ともに生きる・福祉のページ
京都新聞掲載「ともに生きる」「福祉のページ」の記事をネット上で紹介するコーナーです。
コラム「暖流」

「ともに生きる」をテーマにした福祉コラムです。

尊敬しあえる関係で


真宗大谷派僧侶
川村 妙慶



 先日、ある子どもさんから「喧嘩(けんか)はなぜするの?」と質問を受けどきっとしました。喧嘩という字は両方に「口」がつくようにお互いが自己主張をして止まない状態をいいますね。喧嘩をしてしまう心の奥底は何なのでしょう。

 私が学生のころ「善人の家には喧嘩が絶えない」と恩師よりお教えいただきました。はじめは「なぜ善人が喧嘩? これは悪人の間違いではないのか」と不思議でなりませんでした。しかし、恩師は「確かに善人というのは良いことをしている人というイメージがあり、悪人というのは人に迷惑をかけているというイメージがある。しかし、親鸞聖人の悪人は違う。『私も迷惑かけました。あなたを傷つけたね。ごめんなさい』と自らの悪を認められる人のことを悪人というのだ。一方、善人というのは、『私こそは正しい』と主張する人のことなのだ。そういう人が多いから喧嘩が絶えないのだ」と。深く考えさせられたものでした。

 私たちはそうした善人意識があるから、喧嘩も差別の境界線がなくならないのではないでしょうか。

 水平社創立発起者のひとり、西光万吉さんの呼びかけ趣意書『よき日の為(ため)に』の言葉が印象的です。
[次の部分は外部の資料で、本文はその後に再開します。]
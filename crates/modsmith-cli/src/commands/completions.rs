//! Shell completion generation.

use std::io;

use clap::CommandFactory;
use clap_complete::{Generator, generate, shells};

use crate::cli::{Cli, CompletionsArgs, Shell};
use crate::error::CliResult;

const BIN_NAME: &str = "modsmith";

pub fn execute(args: CompletionsArgs) -> CliResult<()> {
    match args.shell {
        Shell::Bash => write_to(shells::Bash, &mut io::stdout()),
        Shell::Zsh => write_to(shells::Zsh, &mut io::stdout()),
        Shell::Fish => write_to(shells::Fish, &mut io::stdout()),
        Shell::PowerShell => write_to(shells::PowerShell, &mut io::stdout()),
        Shell::Elvish => write_to(shells::Elvish, &mut io::stdout()),
    }
    Ok(())
}

fn write_to<G: Generator>(generator: G, buf: &mut dyn io::Write) {
    let mut cmd = Cli::command();
    generate(generator, &mut cmd, BIN_NAME, buf);
}
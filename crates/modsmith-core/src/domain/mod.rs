//! Core domain layer for Modsmith.
//!
//! Pure data and rules for generating Necesse mods. All I/O and rendering
//! concerns are reached through ports defined in the application layer.
//!
//! ## Hexagonal Architecture Compliance
//!
//! - **No I/O**: No filesystem, process or network calls
//! - **No logging**: tracing belongs to the application and CLI layers
//! - **Immutable entities**: configs and contexts are built once, then read
//!
pub mod entities;
pub mod error;
pub mod layout;
pub mod naming;
pub mod value_objects;

mod validation;

pub use entities::{
    AddedComponent, BuffOptions, ComponentOptions, ExistingProjectContext, ItemOptions,
    LocaleOutcome, MobOptions, ProjectConfig, ProjectConfigBuilder, TemplateFileSet,
    TileOptions,
};

pub use error::{DomainError, ErrorCategory};

pub use layout::{GAME_ARCHIVE, MARKER_FILE, MOD_ID_KEY, MOD_NAME_KEY};

pub use value_objects::{ComponentKind, ItemType, Rarity, TemplateKind, ToolType};

pub use validation::DomainValidator;

#[cfg(test)]
mod tests {
    use std::str::FromStr;

    use super::*;

    // ========================================================================
    // Value Object Tests
    // ========================================================================

    #[test]
    fn template_kind_parses_correctly() {
        assert_eq!(TemplateKind::from_str("basic").unwrap(), TemplateKind::Basic);
        assert_eq!(TemplateKind::from_str("QOL").unwrap(), TemplateKind::Qol);
        assert_eq!(
            TemplateKind::from_str("fancy").unwrap_err(),
            DomainError::UnknownTemplateKind {
                kind: "fancy".into()
            }
        );
    }

    #[test]
    fn template_kind_round_trips_through_display() {
        for kind in TemplateKind::ALL {
            assert_eq!(TemplateKind::from_str(&kind.to_string()).unwrap(), kind);
            assert!(!kind.description().is_empty());
        }
    }

    #[test]
    fn component_kind_metadata() {
        assert_eq!(ComponentKind::Item.subdir(), "items");
        assert_eq!(ComponentKind::Mob.subdir(), "mobs");
        assert_eq!(ComponentKind::Tile.class_suffix(), "Tile");
        assert_eq!(ComponentKind::Item.class_suffix(), "");
        assert!(matches!(
            ComponentKind::from_str("npc"),
            Err(DomainError::UnknownComponentKind { .. })
        ));
    }

    #[test]
    fn rarity_maps_to_java_constant() {
        assert_eq!(Rarity::from_str("Epic").unwrap().java_constant(), "EPIC");
        assert_eq!(Rarity::default(), Rarity::Common);
        assert!(Rarity::from_str("mythic").is_err());
    }

    #[test]
    fn tool_type_defaults_to_pickaxe() {
        assert_eq!(ToolType::default(), ToolType::Pickaxe);
        assert_eq!(ToolType::from_str("axe").unwrap().java_constant(), "AXE");
    }

    #[test]
    fn item_type_accepts_british_spelling() {
        assert_eq!(ItemType::from_str("armour").unwrap(), ItemType::Armor);
    }

    // ========================================================================
    // Validator Tests
    // ========================================================================

    #[test]
    fn validator_accepts_built_config() {
        let cfg = ProjectConfig::builder("My Mod").build().unwrap();
        assert!(DomainValidator::validate_config(&cfg).is_ok());
    }

    #[test]
    fn validator_rejects_nameless_component() {
        let opts = ComponentOptions::Tile(TileOptions::new(""));
        assert_eq!(
            DomainValidator::validate_component(&opts),
            Err(DomainError::EmptyComponentName)
        );
    }

    #[test]
    fn error_categories() {
        assert_eq!(DomainError::EmptyModName.category(), ErrorCategory::Validation);
        assert_eq!(
            DomainError::DuplicatePath { path: "a".into() }.category(),
            ErrorCategory::Internal
        );
        assert!(!DomainError::InvalidModId { id: "A".into() }
            .suggestions()
            .is_empty());
    }
}
//! Repository initialisation through the `git` executable.

use std::ffi::OsString;
use std::path::Path;
use std::process::Command;

use tracing::{debug, instrument};

use modsmith_core::{
    application::{ApplicationError, ports::VersionControl},
    error::ModsmithResult,
};

/// Runs `git init` in the target directory.
#[derive(Debug, Clone)]
pub struct GitCli {
    program: OsString,
}

impl GitCli {
    pub fn new() -> Self {
        Self::with_program("git")
    }

    /// Use a different executable, e.g. an absolute path to git.
    pub fn with_program(program: impl Into<OsString>) -> Self {
        Self {
            program: program.into(),
        }
    }
}

impl Default for GitCli {
    fn default() -> Self {
        Self::new()
    }
}

impl VersionControl for GitCli {
    #[instrument(skip(self), fields(path = %path.display()))]
    fn init(&self, path: &Path) -> ModsmithResult<()> {
        let output = Command::new(&self.program)
            .arg("init")
            .current_dir(path)
            .output()
            .map_err(|e| ApplicationError::VersionControlFailed {
                reason: format!("could not run {}: {e}", self.program.to_string_lossy()),
            })?;

        if !output.status.success() {
            let stderr = String::from_utf8_lossy(&output.stderr);
            return Err(ApplicationError::VersionControlFailed {
                reason: format!("git init exited with {}: {}", output.status, stderr.trim()),
            }
            .into());
        }

        debug!("Initialized repository");
        Ok(())
    }
}
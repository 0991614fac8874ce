//! End-to-end tests for the `modsmith` binary.

use std::fs;
use std::path::{Path, PathBuf};

use assert_cmd::Command;
use predicates::prelude::*;
use tempfile::TempDir;

/// A binary invocation isolated from the developer's config and env.
fn modsmith(home: &Path) -> Command {
    let mut cmd = Command::cargo_bin("modsmith").unwrap();
    cmd.env("HOME", home)
        .env("XDG_CONFIG_HOME", home.join(".config"))
        .env("NO_COLOR", "1")
        .env_remove("RUST_LOG")
        .env_remove("MODSMITH_DEFAULTS__AUTHOR")
        .env_remove("MODSMITH_DEFAULTS__TEMPLATE");
    cmd
}

/// Scaffold "My Mod" into `dir` and return the project root.
fn new_project(dir: &TempDir) -> PathBuf {
    modsmith(dir.path())
        .arg("new")
        .arg("My Mod")
        .arg("--no-git")
        .arg("--game-dir")
        .arg(dir.path())
        .arg("-o")
        .arg(dir.path())
        .assert()
        .success();
    dir.path().join("MyMod")
}

// ── help / version ────────────────────────────────────────────────────────────

#[test]
fn help_describes_tool() {
    let home = TempDir::new().unwrap();
    modsmith(home.path())
        .arg("--help")
        .assert()
        .success()
        .stdout(predicate::str::contains("Necesse"))
        .stdout(predicate::str::contains("add"));
}

#[test]
fn version_flag() {
    let home = TempDir::new().unwrap();
    modsmith(home.path())
        .arg("--version")
        .assert()
        .success()
        .stdout(predicate::str::contains(env!("CARGO_PKG_VERSION")));
}

#[test]
fn unknown_subcommand_exits_two() {
    let home = TempDir::new().unwrap();
    modsmith(home.path()).arg("frobnicate").assert().code(2);
}

#[test]
fn standard_no_color_value_is_accepted() {
    let home = TempDir::new().unwrap();
    let out = modsmith(home.path()).arg("list").output().unwrap();
    assert!(out.status.success());
    assert!(!String::from_utf8_lossy(&out.stdout).contains('\u{1b}'));
}

#[test]
fn falsey_no_color_is_accepted() {
    let home = TempDir::new().unwrap();
    modsmith(home.path())
        .env("NO_COLOR", "0")
        .arg("list")
        .assert()
        .success();
}

// ── list ──────────────────────────────────────────────────────────────────────

#[test]
fn list_shows_all_templates() {
    let home = TempDir::new().unwrap();
    modsmith(home.path())
        .arg("list")
        .assert()
        .success()
        .stdout(predicate::str::contains("basic"))
        .stdout(predicate::str::contains("item"))
        .stdout(predicate::str::contains("qol"))
        .stdout(predicate::str::contains("empty"));
}

#[test]
fn list_json_is_parseable() {
    let home = TempDir::new().unwrap();
    let out = modsmith(home.path())
        .args(["list", "--format", "json"])
        .output()
        .unwrap();
    assert!(out.status.success());
    let value: serde_json::Value = serde_json::from_slice(&out.stdout).unwrap();
    assert_eq!(value.as_array().map(Vec::len), Some(4));
}

// ── new ───────────────────────────────────────────────────────────────────────

#[test]
fn new_creates_project() {
    let dir = TempDir::new().unwrap();
    let root = new_project(&dir);

    let build = fs::read_to_string(root.join("build.gradle")).unwrap();
    assert!(build.contains("project.ext.modID = \"mymod\""));
    assert!(root.join("settings.gradle").is_file());
    assert!(root.join("src/main/java/mymod/MymodMod.java").is_file());
    assert!(root.join("src/main/resources/locale/en.lang").is_file());
    assert!(!root.join(".git").exists());
}

#[test]
fn new_dry_run_writes_nothing() {
    let dir = TempDir::new().unwrap();
    modsmith(dir.path())
        .args(["new", "My Mod", "--no-git", "--dry-run", "-o"])
        .arg(dir.path())
        .assert()
        .success()
        .stdout(predicate::str::contains("Dry run"))
        .stdout(predicate::str::contains("build.gradle"));
    assert!(!dir.path().join("MyMod").exists());
}

#[test]
fn new_rejects_invalid_mod_id() {
    let dir = TempDir::new().unwrap();
    modsmith(dir.path())
        .args(["new", "My Mod", "--mod-id", "My-Mod", "--no-git", "-o"])
        .arg(dir.path())
        .assert()
        .code(2)
        .stderr(predicate::str::contains("My-Mod"));
    assert!(!dir.path().join("MyMod").exists());
}

#[test]
fn new_warns_about_missing_game_archive() {
    let dir = TempDir::new().unwrap();
    modsmith(dir.path())
        .args(["new", "Other Mod", "--no-git", "--game-dir"])
        .arg(dir.path().join("nowhere"))
        .arg("-o")
        .arg(dir.path())
        .assert()
        .success()
        .stderr(predicate::str::contains("Necesse.jar"));
}

#[test]
fn new_json_report() {
    let dir = TempDir::new().unwrap();
    let out = modsmith(dir.path())
        .args(["--output-format", "json", "new", "My Mod", "--no-git", "-o"])
        .arg(dir.path())
        .output()
        .unwrap();
    assert!(out.status.success());
    let value: serde_json::Value = serde_json::from_slice(&out.stdout).unwrap();
    assert_eq!(value["mod_id"], "mymod");
    assert_eq!(value["dry_run"], false);
    assert!(value["files"].as_array().is_some_and(|f| !f.is_empty()));
}

#[test]
fn config_env_overrides_default_author() {
    let dir = TempDir::new().unwrap();
    modsmith(dir.path())
        .env("MODSMITH_DEFAULTS__AUTHOR", "Ada")
        .args(["new", "My Mod", "--no-git", "-o"])
        .arg(dir.path())
        .assert()
        .success();
    let build = fs::read_to_string(dir.path().join("MyMod/build.gradle")).unwrap();
    assert!(build.contains("Ada"));
}

// ── add ───────────────────────────────────────────────────────────────────────

#[test]
fn add_item_to_project() {
    let dir = TempDir::new().unwrap();
    let root = new_project(&dir);

    modsmith(dir.path())
        .args(["add", "item", "--name", "Fire Sword", "--type", "weapon", "--dir"])
        .arg(&root)
        .assert()
        .success()
        .stdout(predicate::str::contains("ItemRegistry.registerItem(\"firesword\""));

    assert!(root.join("src/main/java/mymod/items/FireSword.java").is_file());
    let locale = fs::read_to_string(root.join("src/main/resources/locale/en.lang")).unwrap();
    assert!(locale.contains("item.firesword=Fire Sword"));
}

#[test]
fn add_from_nested_directory_finds_root() {
    let dir = TempDir::new().unwrap();
    let root = new_project(&dir);
    let nested = root.join("src/main/java/mymod");

    modsmith(dir.path())
        .args(["add", "buff", "--name", "Swift", "--duration", "5", "--dir"])
        .arg(&nested)
        .assert()
        .success();

    assert!(root.join("src/main/java/mymod/buffs/SwiftBuff.java").is_file());
}

#[test]
fn add_twice_keeps_single_locale_entry() {
    let dir = TempDir::new().unwrap();
    let root = new_project(&dir);

    for _ in 0..2 {
        modsmith(dir.path())
            .args(["add", "mob", "--name", "Cave Bat", "--dir"])
            .arg(&root)
            .assert()
            .success();
    }

    let locale = fs::read_to_string(root.join("src/main/resources/locale/en.lang")).unwrap();
    assert_eq!(locale.matches("mob.cavebat=").count(), 1);
}

#[test]
fn add_outside_project_exits_not_found() {
    let dir = TempDir::new().unwrap();
    let empty = dir.path().join("empty");
    fs::create_dir_all(&empty).unwrap();

    modsmith(dir.path())
        .args(["add", "item", "--name", "Thing", "--dir"])
        .arg(&empty)
        .assert()
        .code(3)
        .stderr(predicate::str::contains("modsmith new"));
}

#[test]
fn add_rejects_path_like_name() {
    let dir = TempDir::new().unwrap();
    let root = new_project(&dir);

    modsmith(dir.path())
        .args(["add", "buff", "--name", "../../../pwned", "--dir"])
        .arg(&root)
        .assert()
        .code(2);

    assert!(!root.join("src/main/pwnedBuff.java").exists());
}

#[test]
fn new_rejects_path_like_name() {
    let dir = TempDir::new().unwrap();
    modsmith(dir.path())
        .args(["new", "../Escape", "--mod-id", "escape", "--no-git", "-o"])
        .arg(dir.path())
        .assert()
        .code(2);
    assert!(!dir.path().parent().unwrap().join("Escape").exists());
}

// ── misc commands ─────────────────────────────────────────────────────────────

#[test]
fn completions_for_bash() {
    let home = TempDir::new().unwrap();
    modsmith(home.path())
        .args(["completions", "bash"])
        .assert()
        .success()
        .stdout(predicate::str::contains("modsmith"));
}

#[test]
fn config_get_reads_defaults() {
    let home = TempDir::new().unwrap();
    modsmith(home.path())
        .args(["config", "get", "defaults.template"])
        .assert()
        .success()
        .stdout(predicate::str::contains("basic"));
}

#[test]
fn config_file_values_apply() {
    let dir = TempDir::new().unwrap();
    let path = dir.path().join("custom.toml");
    fs::write(&path, "[defaults]\nauthor = \"Grace\"\n").unwrap();

    modsmith(dir.path())
        .arg("--config")
        .arg(&path)
        .args(["config", "get", "defaults.author"])
        .assert()
        .success()
        .stdout(predicate::str::contains("Grace"));
}

#[test]
fn missing_explicit_config_exits_four() {
    let dir = TempDir::new().unwrap();
    modsmith(dir.path())
        .arg("--config")
        .arg(dir.path().join("absent.toml"))
        .arg("list")
        .assert()
        .code(4);
}

#[test]
fn init_local_writes_config() {
    let dir = TempDir::new().unwrap();
    modsmith(dir.path())
        .current_dir(dir.path())
        .args(["init", "--local"])
        .assert()
        .success();

    let text = fs::read_to_string(dir.path().join("modsmith.toml")).unwrap();
    assert!(text.contains("[defaults]"));
}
 「人間は元来勦(いた)はる可(べ)きものじゃなく尊敬す可きもんだ・・・哀れっぽい事を云(い)って人間を安っぽくしちゃいけねぇ」

 西光さんは「勦はる」という漢字をつかっています。これは、「殺す」「滅ぼす」という意味を持った字です。西光さんは「いたわり」からは人間が本当に向き合えることはできないと歎かれたのです。そこには偽善者としての同情が入っているのかもしれません。大切なのは次の「尊敬」できるのかということなのですね。

 目の前の人を尊敬できるのかできないのか。そこから深い人間関係は気付けるのでしょう。混沌としたこの時代、まずは尊敬する所からはじめていきませんか。


かわむら みょうけい氏 アナウンサー、正念寺(上京区)坊守。メールで悩み相談受け付け。北九州市出身。46歳。